Michael Wadsley: “A multi-modal investigation of reward-based mechanisms underlying excessive social media usage”

In Students by General Account

Although the term “social media addiction” is widely used in mass media to describe excessive usage, whether this behaviour should be pathologised as a behavioural addiction is still hotly contested in the scientific literature, and currently no formal diagnosis of social media addiction exists. My PhD project will apply reward-based models derived from the substance addiction literature to investigate whether excessive social media use displays the neurocognitive characteristics of an addiction in some individuals. The project will utilise established experimental paradigms to assess reward responses at multiple levels and through different measurement modalities (self-reports, implicit behavioural, psychophysiological and neural). By integrating both experiential and implicit measures of reward, the project aims to establish subjective and objective incentives behind excessive social media usage. Not only will this help us to avoid over/under-pathologising daily life activities, the findings may also have implications for the development of more efficacious prevention and intervention strategies when those activities have harmful consequences.

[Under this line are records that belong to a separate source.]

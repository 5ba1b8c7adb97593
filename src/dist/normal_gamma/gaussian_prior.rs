use rand::Rng;
use std::f64::consts::LN_2;

use crate::consts::{HALF_LN_2PI, HALF_LN_PI};
use crate::dist::{GaussianParams, NormalGamma};
use crate::traits::{BaseMeasure, ConjugatePrior};
use special::Gamma as _;

fn ln_z(r: f64, s: f64, v: f64) -> f64 {
    let half_v = 0.5 * v;
    (half_v + 0.5).mul_add(LN_2, HALF_LN_PI)
        - 0.5_f64.mul_add(r.ln(), half_v.mul_add(s.ln(), -half_v.ln_gamma().0))
}

impl NormalGamma {
    fn posterior<'a, I>(&self, xs: I) -> NormalGamma
    where
        I: IntoIterator<Item = &'a f64>,
    {
        let (n, sum_x, sum_x_sq) = xs
            .into_iter()
            .fold((0.0, 0.0, 0.0), |(n, sx, sxx), &x| {
                (n + 1.0, sx + x, x.mul_add(x, sxx))
            });
        let r = self.r() + n;
        let v = self.v() + n;
        let m = self.m().mul_add(self.r(), sum_x) / r;
        let s = self.s()
            + sum_x_sq
            + self.r().mul_add(self.m() * self.m(), -r * m * m);
        NormalGamma::new_unchecked(m, r, s, v)
    }
}

impl ConjugatePrior<f64, GaussianParams> for NormalGamma {
    /// Student's t log density of `y`
    fn ln_pp(&self, y: &f64) -> f64 {
        let post = self.posterior(std::iter::once(y));
        ln_z(post.r(), post.s(), post.v())
            - ln_z(self.r(), self.s(), self.v())
            - HALF_LN_2PI
    }

    fn draw_posterior<'a, I, R>(&self, xs: I, rng: &mut R) -> GaussianParams
    where
        f64: 'a,
        I: IntoIterator<Item = &'a f64>,
        R: Rng,
    {
        self.posterior(xs).draw(rng)
    }
}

Before beginning my PhD, I completed my undergraduate degree in psychology at the University of Exeter, graduating with first class honours. I then completed a masters by research (MRes) at Bournemouth University, where I used fMRI and TMS techniques to investigate the neural mechanisms of selective attention. Some of this work has recently been accepted for publication in Frontiers in Psychology [Parris, Wadsley, Hasshim, Benattayallah, Augustinova, & Ferrand (in press) – An fMRI study of response and semantic conflict in the Stroop task. Front. Psychol. – Cognition].